* **Task to complete**:
Which lines in the listing below contain the word "digits"? Copy each one.

++++ Given entries

use num_bigint::{BigInt, BigUint, Sign};
use num_complex::Complex;
use num_traits::Zero;
use ordered_float::OrderedFloat;

use super::{tag, Field, Layout, Object, PyString, RawCode, Slot, StringKind, FLAG_REF, MAX_DEPTH};
use crate::error::DecodeError;

/// Bits per digit of a marshalled long.
const LONG_SHIFT: usize = 15;
const LONG_BASE: u16 = 1 << LONG_SHIFT;

pub struct Reader<'a> {
    data: &'a [u8],
    pos: usize,
    layout: Layout,
    depth: usize,
    refs: Vec<Object>,
}

impl<'a> Reader<'a> {
    /// `layout` decides how code objects are read; everything else is version independent.
    pub fn new(data: &'a [u8], layout: Layout) -> Self {
        Reader {
            data,
            pos: 0,
            layout,
            depth: 0,
            refs: Vec::new(),
        }
    }

    pub fn position(&self) -> usize {
        self.pos
    }

    /// Copies of the objects stored with `FLAG_REF` so far, indexed like [`Object::Ref`].
    pub fn into_refs(self) -> Vec<Object> {
        self.refs
    }

    pub fn read_object(&mut self) -> Result<Object, DecodeError> {
        if self.depth >= MAX_DEPTH {
            return Err(DecodeError::TooDeep(MAX_DEPTH));
        }

        self.depth += 1;
        let object = self.read_tagged();
        self.depth -= 1;
        object
    }

    fn read_tagged(&mut self) -> Result<Object, DecodeError> {
        let offset = self.pos;
        let code = self.u8()?;
        let flagged = code & FLAG_REF != 0;
        let tag = code & !FLAG_REF;

        // CPython never registers singletons or back-references, even when flagged.
        let registers = flagged
            && !matches!(
                tag,
                tag::NULL
                    | tag::NONE
                    | tag::FALSE
                    | tag::TRUE
                    | tag::STOPITER
                    | tag::ELLIPSIS
                    | tag::REF
            );

        // Containers reserve their slot before their items are read.
        let slot = registers.then(|| {
            self.refs.push(Object::Null);
            self.refs.len() - 1
        });

        let object = self.read_body(tag, offset)?;

        if let Some(slot) = slot {
            self.refs[slot] = object.clone();
        }

        Ok(object.flagged_if(flagged))
    }

    fn read_body(&mut self, tag: u8, offset: usize) -> Result<Object, DecodeError> {
        let object = match tag {
            tag::NULL => Object::Null,
            tag::NONE => Object::None,
            tag::FALSE => Object::False,
            tag::TRUE => Object::True,
            tag::STOPITER => Object::StopIteration,
            tag::ELLIPSIS => Object::Ellipsis,
            tag::INT => Object::Int(self.i32()?),
            tag::INT64 => {
                let bytes = self.take(8)?;
                let mut buf = [0u8; 8];
                buf.copy_from_slice(bytes);
                Object::Int64(i64::from_le_bytes(buf))
            }
            tag::LONG => Object::Long(self.long()?),
            tag::FLOAT => Object::FloatText(self.short_text()?),
            tag::BINARY_FLOAT => Object::Float(self.f64()?),
            tag::COMPLEX => {
                let re = self.short_text()?;
                let im = self.short_text()?;
                Object::ComplexText(re, im)
            }
            tag::BINARY_COMPLEX => {
                let re = self.f64()?;
                let im = self.f64()?;
                Object::Complex(Complex { re, im })
            }
            tag::STRING => {
                let length = self.length()?;
                Object::Bytes(self.take(length)?.to_vec())
            }
            tag::UNICODE
            | tag::INTERNED
            | tag::ASCII
            | tag::ASCII_INTERNED
            | tag::SHORT_ASCII
            | tag::SHORT_ASCII_INTERNED => {
                let kind = StringKind::from_tag(tag).ok_or(DecodeError::UnknownTag { tag, offset })?;
                let length = if kind.is_short() {
                    self.u8()? as usize
                } else {
                    self.length()?
                };
                Object::String(PyString {
                    data: self.take(length)?.to_vec(),
                    kind,
                })
            }
            tag::SMALL_TUPLE => {
                let count = self.u8()? as usize;
                Object::Tuple {
                    items: self.objects(count)?,
                    small: true,
                }
            }
            tag::TUPLE => {
                let count = self.count()?;
                Object::Tuple {
                    items: self.objects(count)?,
                    small: false,
                }
            }
            tag::LIST => {
                let count = self.count()?;
                Object::List(self.objects(count)?)
            }
            tag::SET => {
                let count = self.count()?;
                Object::Set(self.objects(count)?)
            }
            tag::FROZENSET => {
                let count = self.count()?;
                Object::FrozenSet(self.objects(count)?)
            }
            tag::DICT => {
                let mut entries = Vec::new();
                loop {
                    let key = self.read_object()?;
                    if key == Object::Null {
                        break;
                    }
                    let value = self.read_object()?;
                    entries.push((key, value));
                }
                Object::Dict(entries)
            }
            tag::REF => {
                let index = self.u32()?;
                if index as usize >= self.refs.len() {
                    return Err(DecodeError::BadReference(index));
                }
                Object::Ref(index)
            }
            tag::CODE => Object::Code(Box::new(self.code()?)),
            _ => return Err(DecodeError::UnknownTag { tag, offset }),
        };

        Ok(object)
    }

    fn code(&mut self) -> Result<RawCode, DecodeError> {
        let layout = self.layout;
        let fields = layout
            .slots()
            .iter()
            .map(|slot| match slot {
                Slot::Word(_) => self.u32().map(Field::Word),
                Slot::Object(_) => self.read_object().map(Field::Object),
            })
            .collect::<Result<Vec<_>, _>>()?;

        Ok(RawCode { layout, fields })
    }

    fn objects(&mut self, count: usize) -> Result<Vec<Object>, DecodeError> {
        let mut items = Vec::with_capacity(count);
        for _ in 0..count {
            items.push(self.read_object()?);
        }
        Ok(items)
    }

    fn long(&mut self) -> Result<BigInt, DecodeError> {
        let offset = self.pos;
        let n = self.i32()?;
        let size = n.unsigned_abs() as usize;
        self.check_length(offset, size.saturating_mul(2))?;

        let mut digits = Vec::with_capacity(size);
        for _ in 0..size {
            let digit = self.u16()?;
            if digit >= LONG_BASE {
                return Err(DecodeError::InvalidLong(offset));
            }
            digits.push(digit);
        }

        if digits.last() == Some(&0) {
            return Err(DecodeError::InvalidLong(offset));
        }

        let magnitude = digits.iter().rev().fold(BigUint::zero(), |acc, &digit| {
            (acc << LONG_SHIFT) | BigUint::from(digit)
        });
        let sign = match n {
            0 => Sign::NoSign,
            n if n < 0 => Sign::Minus,
            _ => Sign::Plus,
        };

        Ok(BigInt::from_biguint(sign, magnitude))
    }

    /// A one-byte length followed by that many bytes, as used by text floats.
    fn short_text(&mut self) -> Result<Vec<u8>, DecodeError> {
        let length = self.u8()? as usize;
        Ok(self.take(length)?.to_vec())
    }

    /// A 32-bit byte length that must fit in the remaining data.
    fn length(&mut self) -> Result<usize, DecodeError> {
        let offset = self.pos;
        let length = self.i32()?;
        let length = usize::try_from(length).map_err(|_| DecodeError::NegativeLength { offset, length })?;
        self.check_length(offset, length)?;
        Ok(length)
    }

    /// A 32-bit item count. Every item takes at least one byte.
    fn count(&mut self) -> Result<usize, DecodeError> {
        self.length()
    }

    fn check_length(&self, offset: usize, length: usize) -> Result<(), DecodeError> {
        let remaining = self.data.len() - self.pos;
        if length > remaining {
            return Err(DecodeError::LengthOverflow {
                offset,
                length,
                remaining,
            });
        }
        Ok(())
    }

    fn take(&mut self, length: usize) -> Result<&'a [u8], DecodeError> {
        let remaining = self.data.len() - self.pos;
        if length > remaining {
            return Err(DecodeError::Truncated {
                offset: self.pos,
                needed: length - remaining,
            });
        }

        let bytes = &self.data[self.pos..self.pos + length];
        self.pos += length;
        Ok(bytes)
    }

    fn u8(&mut self) -> Result<u8, DecodeError> {
        Ok(self.take(1)?[0])
    }

    fn u16(&mut self) -> Result<u16, DecodeError> {
        let bytes = self.take(2)?;
        Ok(u16::from_le_bytes([bytes[0], bytes[1]]))
    }

    fn u32(&mut self) -> Result<u32, DecodeError> {
        let bytes = self.take(4)?;
        Ok(u32::from_le_bytes([bytes[0], bytes[1], bytes[2], bytes[3]]))
    }

    fn i32(&mut self) -> Result<i32, DecodeError> {
        Ok(self.u32()? as i32)
    }

    fn f64(&mut self) -> Result<OrderedFloat<f64>, DecodeError> {
        let bytes = self.take(8)?;
        let mut buf = [0u8; 8];
        buf.copy_from_slice(bytes);
        Ok(OrderedFloat(f64::from_le_bytes(buf)))
    }
}

#[cfg(test)]
mod tests {
    use super::*;
    use crate::marshal::fixtures;
    use pretty_assertions::assert_eq;

    fn read(data: &[u8]) -> Result<Object, DecodeError> {
        Reader::new(data, Layout::Py311).read_object()
    }

    #[test]
    fn test_read_scalars() {
        assert_eq!(read(b"N").unwrap(), Object::None);
        assert_eq!(read(&[b'i', 0xff, 0xff, 0xff, 0xff]).unwrap(), Object::Int(-1));
        assert_eq!(
            read(&[b'z', 3, b'a', b'b', b'c']).unwrap(),
            fixtures::short_ascii("abc")
        );
        assert_eq!(
            read(&[b's', 2, 0, 0, 0, 0x97, 0x00]).unwrap(),
            Object::Bytes(vec![0x97, 0x00])
        );
    }

    #[test]
    fn test_read_long() {
        // 2**15 + 1 == digits [1, 1]
        let data = [b'l', 2, 0, 0, 0, 1, 0, 1, 0];
        assert_eq!(read(&data).unwrap(), Object::Long(BigInt::from(32769)));

        let negative = [b'l', 0xfe, 0xff, 0xff, 0xff, 1, 0, 1, 0];
        assert_eq!(read(&negative).unwrap(), Object::Long(BigInt::from(-32769)));
    }

    #[test]
    fn test_read_unnormalized_long() {
        let data = [b'l', 2, 0, 0, 0, 1, 0, 0, 0];
        assert!(matches!(read(&data), Err(DecodeError::InvalidLong(1))));
    }

    #[test]
    fn test_flagged_objects_are_numbered_in_order() {
        // (flagged 'a', flagged 'b', ref 0)
        let data = [
            b')', 3, b'z' | FLAG_REF, 1, b'a', b'z' | FLAG_REF, 1, b'b', b'r', 0, 0, 0, 0,
        ];
        let mut reader = Reader::new(&data, Layout::Py311);
        let object = reader.read_object().unwrap();

        assert_eq!(
            object,
            Object::Tuple {
                items: vec![
                    fixtures::short_ascii("a").flagged_if(true),
                    fixtures::short_ascii("b").flagged_if(true),
                    Object::Ref(0),
                ],
                small: true,
            }
        );
        assert_eq!(
            reader.into_refs(),
            vec![fixtures::short_ascii("a"), fixtures::short_ascii("b")]
        );
    }

    #[test]
    fn test_container_reserves_slot_before_items() {
        let data = [b')' | FLAG_REF, 1, b'z' | FLAG_REF, 1, b'x'];
        let mut reader = Reader::new(&data, Layout::Py311);
        reader.read_object().unwrap();

        let tuple = Object::Tuple {
            items: vec![fixtures::short_ascii("x").flagged_if(true)],
            small: true,
        };
        assert_eq!(
            reader.into_refs(),
            vec![tuple, fixtures::short_ascii("x")]
        );
    }

    #[test]
    fn test_flagged_singleton_is_not_registered() {
        let data = [b'N' | FLAG_REF];
        let mut reader = Reader::new(&data, Layout::Py311);

        assert_eq!(reader.read_object().unwrap(), Object::None.flagged_if(true));
        assert!(reader.into_refs().is_empty());
    }

    #[test]
    fn test_truncated() {
        assert!(matches!(read(b""), Err(DecodeError::Truncated { offset: 0, needed: 1 })));
        assert!(matches!(
            read(&[b'z', 5, b'a']),
            Err(DecodeError::Truncated { offset: 2, needed: 4 })
        ));
    }

    #[test]
    fn test_length_prefix_overflow() {
        assert!(matches!(
            read(&[b's', 0x10, 0, 0, 0, 1, 2]),
            Err(DecodeError::LengthOverflow {
                offset: 1,
                length: 16,
                remaining: 2
            })
        ));
        assert!(matches!(
            read(&[b'(', 0xff, 0xff, 0xff, 0x7f]),
            Err(DecodeError::LengthOverflow { .. })
        ));
        assert!(matches!(
            read(&[b's', 0xff, 0xff, 0xff, 0xff]),
            Err(DecodeError::NegativeLength { length: -1, .. })
        ));
    }

    #[test]
    fn test_unknown_tag() {
        assert!(matches!(
            read(&[b')', 1, b'?']),
            Err(DecodeError::UnknownTag { tag: b'?', offset: 2 })
        ));
    }

    #[test]
    fn test_dangling_reference() {
        assert!(matches!(
            read(&[b'r', 3, 0, 0, 0]),
            Err(DecodeError::BadReference(3))
        ));
    }

    #[test]
    fn test_nesting_limit() {
        let nested = |levels: usize| {
            let mut data = [b')', 1].repeat(levels);
            data.push(b'N');
            data
        };

        assert!(read(&nested(MAX_DEPTH - 1)).is_ok());
        assert!(matches!(
            read(&nested(MAX_DEPTH)),
            Err(DecodeError::TooDeep(MAX_DEPTH))
        ));
        assert!(matches!(
            read(&nested(5 * MAX_DEPTH)),
            Err(DecodeError::TooDeep(MAX_DEPTH))
        ));
    }

    #[test]
    fn test_read_code() {
        let code = fixtures::code("top", &[1, 2], vec![Object::None]);
        let data = fixtures::to_bytes(&code);

        let mut reader = Reader::new(&data, Layout::Py311);
        assert_eq!(reader.read_object().unwrap(), code);
        assert_eq!(reader.position(), data.len());
    }
}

++++++++

* **Output of the exercise**:
        let mut digits = Vec::with_capacity(size);
            digits.push(digit);
        if digits.last() == Some(&0) {
        let magnitude = digits.iter().rev().fold(BigUint::zero(), |acc, &digit| {
        // 2**15 + 1 == digits [1, 1]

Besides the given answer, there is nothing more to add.